Moreover, virtual learning is beneficial to students in that it reduces commuting time, which takes up a significant amount of the day for many SIS students. As busy high school students, every minute is precious; cutting down on upwards of an hour of commuting time gives students more time to catch up on homework and direly-needed rest. However, there are certain negative aspects of virtual learning that must also be considered when evaluating its effectiveness. For example, although virtual learning can almost exactly replicate the learning experience students receive in a classroom setting, it cannot reproduce the social interactions students make during and between classes. In essence, while virtual learning is the best option that the school could have chosen under the current circumstances, both its pros and cons should be determined and weighed so that no harm comes to the current level of education for students. So far along the virtual learning implementation process, this effort to keep to in-classroom quality of learning seems to have been successful for both students and teachers.

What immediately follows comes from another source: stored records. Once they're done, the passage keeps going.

// Copyright 2025 Neuraville Inc.
// SPDX-License-Identifier: Apache-2.0

//! Scripted collaborators shared by the integration tests

#![allow(dead_code)]

use parking_lot::Mutex;
use praxis::config::PraxisConfig;
use praxis::supervisor::{
    ActionCommand, ActionSink, CaptureProvider, Collaborators, DetectionProvider, Observation,
    ParsedMessage, PerceptionError, PixelFormat, RawFrame, SupervisoryLoop,
    TextObservationProvider,
};
use std::collections::VecDeque;
use std::sync::atomic::{AtomicUsize, Ordering};
use std::sync::Arc;
use std::thread;
use std::time::{Duration, Instant};

/// Capture that replays scripted results, then returns blank frames forever
#[derive(Default)]
pub struct ScriptedCapture {
    script: Mutex<VecDeque<Result<RawFrame, PerceptionError>>>,
    calls: AtomicUsize,
}

impl ScriptedCapture {
    pub fn failing(times: usize) -> Self {
        let capture = Self::default();
        for i in 0..times {
            capture.push(Err(PerceptionError::new(format!("window lost ({})", i + 1))));
        }
        capture
    }

    pub fn push(&self, result: Result<RawFrame, PerceptionError>) {
        self.script.lock().push_back(result);
    }

    pub fn calls(&self) -> usize {
        self.calls.load(Ordering::SeqCst)
    }
}

impl CaptureProvider for ScriptedCapture {
    fn capture(&self) -> Result<RawFrame, PerceptionError> {
        self.calls.fetch_add(1, Ordering::SeqCst);
        match self.script.lock().pop_front() {
            Some(result) => result,
            None => Ok(RawFrame::blank(64, 48, PixelFormat::Rgb8)),
        }
    }
}

/// Detector returning a fixed scene
#[derive(Default)]
pub struct StaticScene {
    observations: Mutex<Vec<Observation>>,
    messages: Mutex<Vec<ParsedMessage>>,
}

impl StaticScene {
    pub fn with_observations(observations: Vec<Observation>) -> Self {
        Self {
            observations: Mutex::new(observations),
            messages: Mutex::new(Vec::new()),
        }
    }

    pub fn set_messages(&self, messages: Vec<ParsedMessage>) {
        *self.messages.lock() = messages;
    }
}

impl DetectionProvider for StaticScene {
    fn detect(&self, _frame: &RawFrame) -> Result<Vec<Observation>, PerceptionError> {
        Ok(self.observations.lock().clone())
    }
}

impl TextObservationProvider for StaticScene {
    fn parse(&self, _frame: &RawFrame) -> Result<Vec<ParsedMessage>, PerceptionError> {
        Ok(self.messages.lock().clone())
    }
}

/// Sink that records commands without blocking on `Wait`
#[derive(Default)]
pub struct RecordingSink {
    commands: Mutex<Vec<ActionCommand>>,
}

impl RecordingSink {
    pub fn commands(&self) -> Vec<ActionCommand> {
        self.commands.lock().clone()
    }

    pub fn contains(&self, command: &ActionCommand) -> bool {
        self.commands.lock().iter().any(|c| c == command)
    }
}

impl ActionSink for RecordingSink {
    fn dispatch(&self, command: ActionCommand) {
        self.commands.lock().push(command);
    }
}

pub struct Harness {
    pub capture: Arc<ScriptedCapture>,
    pub scene: Arc<StaticScene>,
    pub sink: Arc<RecordingSink>,
    pub supervisor: SupervisoryLoop,
}

impl Harness {
    pub fn new(capture: ScriptedCapture, scene: StaticScene, config: PraxisConfig) -> Self {
        let capture = Arc::new(capture);
        let scene = Arc::new(scene);
        let sink = Arc::new(RecordingSink::default());
        let collaborators = Collaborators::new(
            capture.clone(),
            scene.clone(),
            scene.clone(),
            sink.clone(),
        );
        let supervisor =
            SupervisoryLoop::new(config, collaborators).expect("test config should be valid");
        Self {
            capture,
            scene,
            sink,
            supervisor,
        }
    }
}

/// Short delays and backoffs so a test sees many ticks per second
pub fn fast_config() -> PraxisConfig {
    let mut config = PraxisConfig::default();
    config.scheduler.workers = 3;
    config.supervisor.action_delay_ms = 10;
    config.supervisor.backoff_timeout_ms = 10;
    config.supervisor.backoff_perception_ms = 10;
    config.supervisor.backoff_unknown_ms = 10;
    config.humanization.seed = Some(42);
    config
}

/// Poll `condition` for up to five seconds
pub fn wait_until(mut condition: impl FnMut() -> bool) -> bool {
    let deadline = Instant::now() + Duration::from_secs(5);
    while Instant::now() < deadline {
        if condition() {
            return true;
        }
        thread::sleep(Duration::from_millis(5));
    }
    false
}
// Copyright 2025 Neuraville Inc.
// SPDX-License-Identifier: Apache-2.0

//! # Praxis State Manager
//!
//! Lifecycle phase, circuit-breaker bookkeeping and run statistics for the
//! supervisory loop, shared between the loop thread and its controllers.
//!
//! ## Architecture
//!
//! ```text
//! ┌─────────────────────────────────────┐
//! │   SharedLoopState (Arc, cloneable)  │
//! │   ├─ Mutex<LoopState>               │  ← phase + counters, short critical sections
//! │   └─ EventBus                       │  ← published after the lock is released
//! └─────────────────────────────────────┘
//!           ↓ snapshot()
//! ┌─────────────────────────────────────┐
//! │   LoopStatistics (owned copy)       │
//! └─────────────────────────────────────┘
//! ```
//!
//! ## Usage
//!
//! ```rust
//! use praxis_state_manager::{LoopEvent, LoopPhase, SharedLoopState, StopReason};
//!
//! let state = SharedLoopState::new();
//! let events = state.subscribe();
//!
//! state.start()?;
//! assert_eq!(state.phase(), LoopPhase::Running);
//! state.stop(StopReason::Requested)?;
//!
//! assert_eq!(events.try_recv(), Ok(LoopEvent::Started));
//! # Ok::<(), praxis_state_manager::StateError>(())
//! ```

pub mod events;
pub mod loop_state;
pub mod statistics;

pub use events::{EventBus, LoopEvent, StopReason};
pub use loop_state::{FailureOutcome, LoopPhase, LoopState};
pub use statistics::LoopStatistics;

use crossbeam::channel::Receiver;
use parking_lot::Mutex;
use std::sync::Arc;
use std::time::Instant;
use thiserror::Error;
use tracing::debug;

#[derive(Error, Debug, Clone, PartialEq, Eq)]
pub enum StateError {
    #[error("Cannot {action} while {from}")]
    InvalidTransition {
        from: LoopPhase,
        action: &'static str,
    },
}

pub type Result<T> = std::result::Result<T, StateError>;

struct Inner {
    state: Mutex<LoopState>,
    events: EventBus,
}

/// Cloneable handle to one loop's state
#[derive(Clone)]
pub struct SharedLoopState {
    inner: Arc<Inner>,
}

impl SharedLoopState {
    pub fn new() -> Self {
        Self {
            inner: Arc::new(Inner {
                state: Mutex::new(LoopState::new()),
                events: EventBus::new(),
            }),
        }
    }

    pub fn phase(&self) -> LoopPhase {
        self.inner.state.lock().phase()
    }

    pub fn is_running(&self) -> bool {
        self.phase() != LoopPhase::Stopped
    }

    pub fn is_paused(&self) -> bool {
        self.phase() == LoopPhase::Paused
    }

    pub fn consecutive_errors(&self) -> u32 {
        self.inner.state.lock().consecutive_errors()
    }

    /// Stopped → Running; clears the breaker and the consecutive-error count
    pub fn start(&self) -> Result<()> {
        self.transition(LoopEvent::Started, |s| s.start(Instant::now()))
    }

    pub fn pause(&self) -> Result<()> {
        self.transition(LoopEvent::Paused, LoopState::pause)
    }

    pub fn resume(&self) -> Result<()> {
        self.transition(LoopEvent::Resumed, LoopState::resume)
    }

    pub fn stop(&self, reason: StopReason) -> Result<()> {
        self.transition(LoopEvent::Stopped { reason }, |s| {
            s.stop(reason, Instant::now())
        })
    }

    pub fn record_success(&self) {
        self.inner.state.lock().record_success();
    }

    /// Count a failed tick; publishes `Stopped { CircuitBreaker }` when it trips
    pub fn record_failure(&self, message: impl Into<String>, threshold: u32) -> FailureOutcome {
        let outcome = self
            .inner
            .state
            .lock()
            .record_failure(message.into(), threshold, Instant::now());
        if outcome.tripped {
            self.inner.events.publish(LoopEvent::Stopped {
                reason: StopReason::CircuitBreaker,
            });
        }
        outcome
    }

    /// A tick that ran while paused; leaves the error counter alone
    pub fn record_paused_tick(&self) {
        self.inner.state.lock().record_paused_tick();
    }

    pub fn add_blocks_mined(&self, count: u64) {
        self.inner.state.lock().add_blocks_mined(count);
    }

    pub fn set_players_detected(&self, count: u32) {
        self.inner.state.lock().set_players_detected(count);
    }

    pub fn set_performance(&self, fps: f64, avg_tick_ms: f64) {
        self.inner.state.lock().set_performance(fps, avg_tick_ms);
    }

    pub fn snapshot(&self) -> LoopStatistics {
        self.inner.state.lock().snapshot(Instant::now())
    }

    pub fn subscribe(&self) -> Receiver<LoopEvent> {
        self.inner.events.subscribe()
    }

    fn transition<F>(&self, event: LoopEvent, apply: F) -> Result<()>
    where
        F: FnOnce(&mut LoopState) -> Result<()>,
    {
        let outcome = apply(&mut self.inner.state.lock());
        match outcome {
            Ok(()) => {
                debug!("[LOOP-STATE] {:?}", event);
                self.inner.events.publish(event);
                Ok(())
            }
            Err(e) => {
                debug!("[LOOP-STATE] Rejected: {}", e);
                Err(e)
            }
        }
    }
}

impl Default for SharedLoopState {
    fn default() -> Self {
        Self::new()
    }
}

“[The leadership team believes that] the implementation and move to e-learning and virtual instruction has gone very well,” said James Gerhard, high school principal. “We are impressed with the high levels of engagement from students asking questions in class and the manner in which students are responding so positively to 1:1 interactions and formative feedback with their teachers. Our faculty were well prepared for this transition and our students have responded very appropriately in a time of trying circumstances. We continue to make innovations everyday and we are hoping to get through to March 30th in the same great way that we have started off. Mr. Macklin and I have also checked into every class multiple times and can also view instruction and teacher-student interaction. This includes 1:1 conferencing, small group work, and whole group virtual instruction. We have been impressed with the responses and effort of both faculty and students.”